Anna Donahoo and Bob Guido are ABNA BON. This husband-wife duo produces cool ambient music for various soundtrack projects, and their music includes live drums, guitar, bass, keyboard, violins, voice… and of course, kalimba. They have an ethereal sound all their own. Part of that sound comes from their philosophy, part of the sound comes from their recording techniques, and part just comes from the inherent nature of the kalimba.
“With the kalimba, melody and rhythm are kind of the same. You can’t think of melody on the kalimba without thinking about the rhythm. The kalimba makes you think of the two in a different way than you would with a guitar or a piano.” – Anna Donahoo.

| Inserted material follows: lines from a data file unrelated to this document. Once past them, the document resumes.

// SPDX-License-Identifier: MPL-2.0
//! UI domain types.
//!
//! This module contains UI-related value objects that are independent
//! of any presentation framework.

pub mod newtypes;

// Re-export commonly used types
pub use newtypes::{Breakpoint, ToastTimeout, TransitionDuration};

ABNA BON creates a uniquely moving sound that blends elements of rock, ambient, world, and neoclassical. Here they talk a bit about how they use the karimba in their music. Paraphrased from their video that should be playing now:
“The human performance is definitely the heart of ABNA BON. When you choose to do art – any kind of thing that is expressive, then you really need to get to know yourself. An artist is someone who has to create music [or their other chosen artistic expression], or else they don’t feel like they are living.“
I don’t know about you, but these words so resonate with me. First, I want to create something real, with real instruments. But also, I am unhappy when I am not creating, and I tend to feel ecstasy when I successfully create music.

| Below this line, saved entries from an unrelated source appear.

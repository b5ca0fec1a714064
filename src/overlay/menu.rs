// SPDX-License-Identifier: MPL-2.0
//! Slide-in menu panels.
//!
//! Menus are declared by the page layout and identified by
//! `(region, menu id)`. Show and hide share a single timer key per menu, so
//! whichever was called last is the only one that settles; the other
//! completion reports [`Error::Preempted`](crate::error::Error::Preempted).

use super::backdrop::{BackdropController, BackdropOwner};
use super::completion::{self, Completion, Resolver};
use super::surface::Transition;
use super::{TimerAction, TimerKey, Timers};
use crate::domain::region::{Region, RegionMap};
use crate::domain::ui::TransitionDuration;
use crate::error::Error;

/// Lifecycle of a menu panel.
#[derive(Debug, Clone, Copy, PartialEq, Eq, Default)]
pub enum MenuState {
    #[default]
    Closed,
    Opening,
    Open,
    Closing,
}

/// A menu panel declared in the markup.
#[derive(Debug, Clone, PartialEq, Eq)]
pub struct MenuNode {
    id: String,
    hidden: bool,
    active: bool,
    transition: Option<Transition>,
    state: MenuState,
}

impl MenuNode {
    fn new(id: String) -> Self {
        Self {
            id,
            hidden: true,
            active: false,
            transition: None,
            state: MenuState::Closed,
        }
    }

    #[must_use]
    pub fn id(&self) -> &str {
        &self.id
    }

    #[must_use]
    pub fn is_hidden(&self) -> bool {
        self.hidden
    }

    /// Set once the menu has fully opened, cleared once it has fully closed.
    #[must_use]
    pub fn is_active(&self) -> bool {
        self.active
    }

    #[must_use]
    pub fn transition(&self) -> Option<Transition> {
        self.transition
    }

    #[must_use]
    pub fn state(&self) -> MenuState {
        self.state
    }
}

/// Menu container of one region.
#[derive(Debug, Clone, PartialEq, Eq)]
pub struct MenuSurface {
    hidden: bool,
    transition: Option<Transition>,
    menus: Vec<MenuNode>,
}

impl Default for MenuSurface {
    fn default() -> Self {
        Self {
            hidden: true,
            transition: None,
            menus: Vec::new(),
        }
    }
}

impl MenuSurface {
    fn with_menus(ids: &[String]) -> Self {
        Self {
            menus: ids.iter().cloned().map(MenuNode::new).collect(),
            ..Self::default()
        }
    }

    #[must_use]
    pub fn is_hidden(&self) -> bool {
        self.hidden
    }

    #[must_use]
    pub fn transition(&self) -> Option<Transition> {
        self.transition
    }

    #[must_use]
    pub fn menu(&self, id: &str) -> Option<&MenuNode> {
        self.menus.iter().find(|m| m.id == id)
    }

    pub fn menus(&self) -> impl Iterator<Item = &MenuNode> {
        self.menus.iter()
    }

    fn menu_mut(&mut self, id: &str) -> Option<&mut MenuNode> {
        self.menus.iter_mut().find(|m| m.id == id)
    }
}

/// Opens and closes menu panels.
#[derive(Debug, Default)]
pub struct MenuCoordinator {
    surfaces: RegionMap<MenuSurface>,
}

impl MenuCoordinator {
    /// Creates a coordinator for the menus each region declares.
    pub fn new(declared: impl Fn(Region) -> Vec<String>) -> Self {
        Self {
            surfaces: RegionMap::from_fn(|region| MenuSurface::with_menus(&declared(region))),
        }
    }

    #[must_use]
    pub fn surface(&self, region: Region) -> &MenuSurface {
        self.surfaces.get(region)
    }

    #[must_use]
    pub fn exists(&self, id: &str, region: Region) -> bool {
        self.surface(region).menu(id).is_some()
    }

    /// Reads the visibility flag, so it is already true while opening.
    #[must_use]
    pub fn is_open(&self, id: &str, region: Region) -> bool {
        self.surface(region).menu(id).is_some_and(|m| !m.hidden)
    }

    #[must_use]
    pub fn state(&self, id: &str, region: Region) -> Option<MenuState> {
        self.surface(region).menu(id).map(MenuNode::state)
    }

    /// Id of the menu currently marked active in `region`.
    #[must_use]
    pub fn active_id(&self, region: Region) -> Option<&str> {
        self.surface(region)
            .menus()
            .find(|m| m.active)
            .map(MenuNode::id)
    }

    pub(crate) fn show(
        &mut self,
        timers: &mut Timers,
        backdrops: &mut BackdropController,
        id: &str,
        duration: TransitionDuration,
        region: Region,
    ) -> Completion<()> {
        let surface = self.surfaces.get_mut(region);
        let Some(node) = surface.menu_mut(id) else {
            tracing::debug!(%region, menu_id = id, "show rejected, no such menu");
            return Completion::rejected(Error::menu_not_found(id, region));
        };

        node.hidden = false;
        node.transition = Some(Transition::SlideFromDown);
        node.state = MenuState::Opening;
        surface.hidden = false;
        surface.transition = Some(Transition::FadeIn);

        backdrops.show(timers, region, BackdropOwner::Menu(id.to_string()));

        tracing::debug!(%region, menu_id = id, "menu opening");
        let (done, completion) = completion::pair();
        timers.schedule(
            TimerKey::Menu(region, id.to_string()),
            duration.as_duration(),
            TimerAction::MenuShown {
                region,
                id: id.to_string(),
                done,
            },
        );
        completion
    }

    pub(crate) fn hide(
        &mut self,
        timers: &mut Timers,
        backdrops: &mut BackdropController,
        id: &str,
        duration: TransitionDuration,
        backdrop_fade: TransitionDuration,
        region: Region,
    ) -> Completion<()> {
        let surface = self.surfaces.get_mut(region);
        let Some(node) = surface.menu_mut(id) else {
            tracing::debug!(%region, menu_id = id, "hide rejected, no such menu");
            return Completion::rejected(Error::menu_not_found(id, region));
        };

        node.transition = Some(Transition::SlideDown);
        node.state = MenuState::Closing;
        surface.transition = Some(Transition::FadeOut);

        backdrops.release(
            timers,
            region,
            &BackdropOwner::Menu(id.to_string()),
            backdrop_fade,
        );

        tracing::debug!(%region, menu_id = id, "menu closing");
        let (done, completion) = completion::pair();
        timers.schedule(
            TimerKey::Menu(region, id.to_string()),
            duration.as_duration(),
            TimerAction::MenuHidden {
                region,
                id: id.to_string(),
                done,
            },
        );
        completion
    }

    /// The show transition finished.
    pub(crate) fn settle_shown(&mut self, region: Region, id: &str, done: Resolver<()>) {
        if let Some(node) = self.surfaces.get_mut(region).menu_mut(id) {
            node.state = MenuState::Open;
            node.active = true;
        }
        tracing::debug!(%region, menu_id = id, "menu open");
        done.resolve(());
    }

    /// The hide transition finished.
    pub(crate) fn settle_hidden(&mut self, region: Region, id: &str, done: Resolver<()>) {
        let surface = self.surfaces.get_mut(region);
        if let Some(node) = surface.menu_mut(id) {
            node.state = MenuState::Closed;
            node.active = false;
            node.hidden = true;
        }
        if surface.menus.iter().all(|m| m.hidden) {
            surface.hidden = true;
        }
        tracing::debug!(%region, menu_id = id, "menu closed");
        done.resolve(());
    }
}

“The karimbas bring an exotic and global element to our music. As great idea generators, they’re inspiring to have in our toolbox. Music born from the karimba has a uniquely inextricable relationship between rhythm and melody. The beauty of this little instrument is that it demands that we work within its inherent limitations, pushing us into a different way of composing than we would with a guitar or piano. Most songwriters and composers would probably agree that being forced to think differently is a great stimulus for creativity.”
These words are so true. The general aim of western musical instruments is to provide you with unlimited notes, with unlimited possibilities. If you are Bach or Mozart, this is a great world for you. The kalimba, on the other hand, is very limited in multiple directions. But within these limitations, searching for something to do, we find we are able to find great freedom, seemingly by accident at first. I too am a multi-instrumentalist, and I find that the kalimba provides musical seeds, ideas, and inspirations that no other instrument can.

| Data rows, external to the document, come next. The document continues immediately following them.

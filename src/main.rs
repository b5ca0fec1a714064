// SPDX-License-Identifier: MPL-2.0
use overlay_coordinator::config;
use overlay_coordinator::domain::region::Region;
use overlay_coordinator::error::{Error, Result};
use overlay_coordinator::i18n::I18n;
use overlay_coordinator::overlay::{
    driver, DialogParams, Overlay, OverlaySettings, PageLayout, Toast, ToastKind,
};
use overlay_coordinator::paths;
use std::time::Duration;

const HELP: &str = "\
overlay-demo: runs a scripted toast/menu/dialog sequence and logs surface states

USAGE:
  overlay-demo [OPTIONS]

OPTIONS:
  --lang <LANG>         UI language (e.g. en-US, fr)
  --config-dir <DIR>    Directory holding settings.toml
  --width <PX>          Initial viewport width [default: 1024]
  --verbose             Debug logging
  -h, --help            Print help
";

#[derive(Debug)]
struct Flags {
    lang: Option<String>,
    config_dir: Option<String>,
    width: u32,
    verbose: bool,
}

fn parse_flags() -> Result<Option<Flags>> {
    let mut args = pico_args::Arguments::from_env();
    if args.contains(["-h", "--help"]) {
        print!("{HELP}");
        return Ok(None);
    }

    let invalid = |err: pico_args::Error| Error::InvalidArgument(err.to_string());
    let flags = Flags {
        verbose: args.contains("--verbose"),
        lang: args.opt_value_from_str("--lang").map_err(invalid)?,
        config_dir: args.opt_value_from_str("--config-dir").map_err(invalid)?,
        width: args
            .opt_value_from_str("--width")
            .map_err(invalid)?
            .unwrap_or(1024),
    };

    let rest = args.finish();
    if !rest.is_empty() {
        return Err(Error::InvalidArgument(format!("unexpected arguments: {rest:?}")));
    }
    Ok(Some(flags))
}

fn setup_tracing(verbose: bool) {
    use tracing_subscriber::EnvFilter;

    let filter = EnvFilter::try_from_default_env().unwrap_or_else(|_| {
        if verbose {
            EnvFilter::new("overlay_coordinator=debug,overlay_demo=debug")
        } else {
            EnvFilter::new("overlay_coordinator=info,overlay_demo=info")
        }
    });
    tracing_subscriber::fmt().with_env_filter(filter).with_target(true).init();
}

fn demo_layout() -> PageLayout {
    PageLayout::new()
        .menu(Region::Main, "filters")
        .menu(Region::Aside, "cart")
        .dialog(Region::Full, "logout")
        .with_side_bar()
        .with_nav_bar()
}

fn log_surfaces(overlay: &Overlay) {
    for region in Region::ALL {
        let surfaces = overlay.surfaces(region);
        let toast = surfaces.toast.content().map(|c| c.text()).unwrap_or_default();
        tracing::info!(
            %region,
            %toast,
            menu_hidden = surfaces.menu.is_hidden(),
            dialog_hidden = surfaces.dialog.is_hidden(),
            backdrop_hidden = surfaces.backdrop.is_hidden(),
            "surfaces"
        );
    }
    let chrome = overlay.chrome();
    tracing::info!(
        side_bar_hidden = ?chrome.side_bar_hidden(),
        nav_bar_hidden = ?chrome.nav_bar_hidden(),
        aside_hidden = overlay.aside().is_hidden(),
        "chrome"
    );
}

async fn run(flags: Flags) -> Result<()> {
    paths::init_cli_override(flags.config_dir);
    let (config, warning) = config::load();
    let i18n = I18n::new(flags.lang, &config);
    if let Some(key) = warning {
        tracing::warn!(warning = %i18n.tr(&key), "config");
    }

    let settings = OverlaySettings::from_config(&config, &i18n);
    let menu = settings.menu_duration;
    let dialog = settings.dialog_duration;
    let aside = settings.aside_duration;
    let mut overlay = Overlay::new(&demo_layout(), settings, driver::clock_now());

    if let Some(change) = overlay.resize(flags.width) {
        tracing::info!(width = flags.width, mode = ?change.mode, "initial layout");
    }

    overlay.notify(Toast::new(i18n.tr("demo-toast-welcome")).kind(ToastKind::Success));
    let opened_menu = overlay.show_menu("filters", menu, Region::Main);
    let opened_aside = overlay.open_aside(aside);
    driver::run_for(&mut overlay, Duration::from_secs(1)).await;
    let (menu_outcome, aside_outcome) = futures_util::future::join(opened_menu, opened_aside).await;
    tracing::info!(?menu_outcome, ?aside_outcome, "menu and aside opened");
    log_surfaces(&overlay);

    if let Some(closing) = overlay.backdrop_clicked(Region::Main) {
        driver::run_for(&mut overlay, Duration::from_secs(1)).await;
        let outcome = closing.await;
        tracing::info!(?outcome, "menu closed by backdrop click");
    }

    let params = DialogParams::new(
        i18n.tr("demo-dialog-logout-title"),
        i18n.tr("demo-dialog-logout-message"),
    );
    let opened = overlay.open_dialog(params, dialog, Region::Full);
    driver::run_until_idle(&mut overlay).await;
    let handle = opened.await?;
    log_surfaces(&overlay);

    if let Some(closing) = overlay.confirm_dialog(&handle, dialog)? {
        driver::run_until_idle(&mut overlay).await;
        closing.await?;
    }

    let _ = overlay.close_aside(aside);
    overlay.resize(320);
    driver::run_until_idle(&mut overlay).await;
    log_surfaces(&overlay);
    Ok(())
}

#[tokio::main(flavor = "current_thread")]
async fn main() -> std::process::ExitCode {
    let flags = match parse_flags() {
        Ok(Some(flags)) => flags,
        Ok(None) => return std::process::ExitCode::SUCCESS,
        Err(err) => {
            eprintln!("{err}\n\n{HELP}");
            return std::process::ExitCode::FAILURE;
        }
    };
    setup_tracing(flags.verbose);

    match run(flags).await {
        Ok(()) => std::process::ExitCode::SUCCESS,
        Err(err) => {
            tracing::error!(%err, "demo failed");
            std::process::ExitCode::FAILURE
        }
    }
}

Home recording specialists, studio engineers, and anyone who wants to someday go into a studio and record their kalimba or karimba music:
“Our music often makes generous use of effects treatments where we combine echo, modulation, and reverb effects in unusual ways to extend the emotional qualities of the karimba performance and add otherworldly textures to it. We do however make sure to capture the karimba during the recording process so that it sounds especially warm and organic.
“Our signal chain for recording the karimba is the BBC (Coles 4038) ribbon microphone into an Neve preamp for a really velvety texture, and then into a Tube-Tech CL 1B for some very transparent compression. This helps to create a better balance of the various notes in the performance. We want the tonal color of each note to come through rather than just the clicky sound of the fingernails attacking the tines, which can be harsh and overwhelming. The BBC ribbon mic was used heavily by The Beatles, amongst countless other recording artists, and has a magical way of amplifying the tonal colors of an instrument while de-emphasizing harsh and overly bright frequencies. After some experimentation with mic placement, we’ve found that our favorite approach is to place the microphone close and aim it towards the wooden base, rather than at the tines, to capture a fuller range of vibrations that the karimba produces. Such a beautiful instrument deserves no less.”
How can you not love people with such respect for the kalimba’s sound?
Oh – and if you are wondering about the kalimba/karimba thing: I am using “kalimba” to mean the generic class of lamellaphone instruments. Bob and Anna use “karimba” because their precise instrument is the SaReGaMa Lotus Karimba. Why is SaReGaMa’s instrument called a “karimba” and not something else? With its two rows of tines, the Lotus tuning was created (by SaReGaMa) using the African-tuned Karimba.